> _EXERCISE REQUIREMENTS_
Return every line of the listing that includes the string "load".

> _DATA RECORDS_
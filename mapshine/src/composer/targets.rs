//! Ping-pong color targets and the shared depth buffer.

use std::sync::Arc;

use glam::UVec2;

use crate::textures::GpuTexture;

pub const DEPTH_FORMAT: wgpu::TextureFormat = wgpu::TextureFormat::Depth32Float;

/// Two scene-color targets plus depth, all at drawing-buffer size.
///
/// `read` always holds the current scene color. Surface passes draw into
/// it; post passes sample it and write `write`, then the two swap.
pub struct SceneTargets {
    read: Arc<GpuTexture>,
    write: Arc<GpuTexture>,
    #[allow(dead_code)] // Keeps the texture alive for depth_view
    depth_texture: wgpu::Texture,
    depth_view: wgpu::TextureView,
    format: wgpu::TextureFormat,
    size: UVec2,
}

impl SceneTargets {
    pub fn new(device: &wgpu::Device, size: UVec2, format: wgpu::TextureFormat) -> Self {
        let size = size.max(UVec2::ONE);
        let (depth_texture, depth_view) = create_depth_texture(device, size);
        Self {
            read: Arc::new(GpuTexture::render_target(
                device,
                "Scene Color A",
                size.x,
                size.y,
                format,
            )),
            write: Arc::new(GpuTexture::render_target(
                device,
                "Scene Color B",
                size.x,
                size.y,
                format,
            )),
            depth_texture,
            depth_view,
            format,
            size,
        }
    }

    /// Recreates every target when the size changed. Returns true if it did.
    pub fn resize(&mut self, device: &wgpu::Device, size: UVec2) -> bool {
        let size = size.max(UVec2::ONE);
        if size == self.size {
            return false;
        }
        tracing::debug!(width = size.x, height = size.y, "resizing scene targets");
        *self = Self::new(device, size, self.format);
        true
    }

    pub fn swap(&mut self) {
        std::mem::swap(&mut self.read, &mut self.write);
    }

    pub fn read(&self) -> &Arc<GpuTexture> {
        &self.read
    }

    pub fn write(&self) -> &Arc<GpuTexture> {
        &self.write
    }

    pub fn depth_view(&self) -> &wgpu::TextureView {
        &self.depth_view
    }

    pub fn format(&self) -> wgpu::TextureFormat {
        self.format
    }

    pub fn size(&self) -> UVec2 {
        self.size
    }

    /// Clears `read` to transparent black and depth to 1.
    pub fn clear(&self, encoder: &mut wgpu::CommandEncoder) {
        let _pass = encoder.begin_render_pass(&wgpu::RenderPassDescriptor {
            label: Some("Scene Clear"),
            color_attachments: &[Some(wgpu::RenderPassColorAttachment {
                view: &self.read.view,
                resolve_target: None,
                ops: wgpu::Operations {
                    load: wgpu::LoadOp::Clear(wgpu::Color::TRANSPARENT),
                    store: wgpu::StoreOp::Store,
                },
                depth_slice: None,
            })],
            depth_stencil_attachment: Some(wgpu::RenderPassDepthStencilAttachment {
                view: &self.depth_view,
                depth_ops: Some(wgpu::Operations {
                    load: wgpu::LoadOp::Clear(1.0),
                    store: wgpu::StoreOp::Store,
                }),
                stencil_ops: None,
            }),
            timestamp_writes: None,
            occlusion_query_set: None,
        });
    }
}

fn create_depth_texture(device: &wgpu::Device, size: UVec2) -> (wgpu::Texture, wgpu::TextureView) {
    let texture = device.create_texture(&wgpu::TextureDescriptor {
        label: Some("Scene Depth"),
        size: wgpu::Extent3d {
            width: size.x,
            height: size.y,
            depth_or_array_layers: 1,
        },
        mip_level_count: 1,
        sample_count: 1,
        dimension: wgpu::TextureDimension::D2,
        format: DEPTH_FORMAT,
        usage: wgpu::TextureUsages::RENDER_ATTACHMENT | wgpu::TextureUsages::TEXTURE_BINDING,
        view_formats: &[],
    });
    let view = texture.create_view(&wgpu::TextureViewDescriptor::default());
    (texture, view)
}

> _ANSWER BOX_
                    load: wgpu::LoadOp::Clear(wgpu::Color::TRANSPARENT),
                    load: wgpu::LoadOp::Clear(1.0),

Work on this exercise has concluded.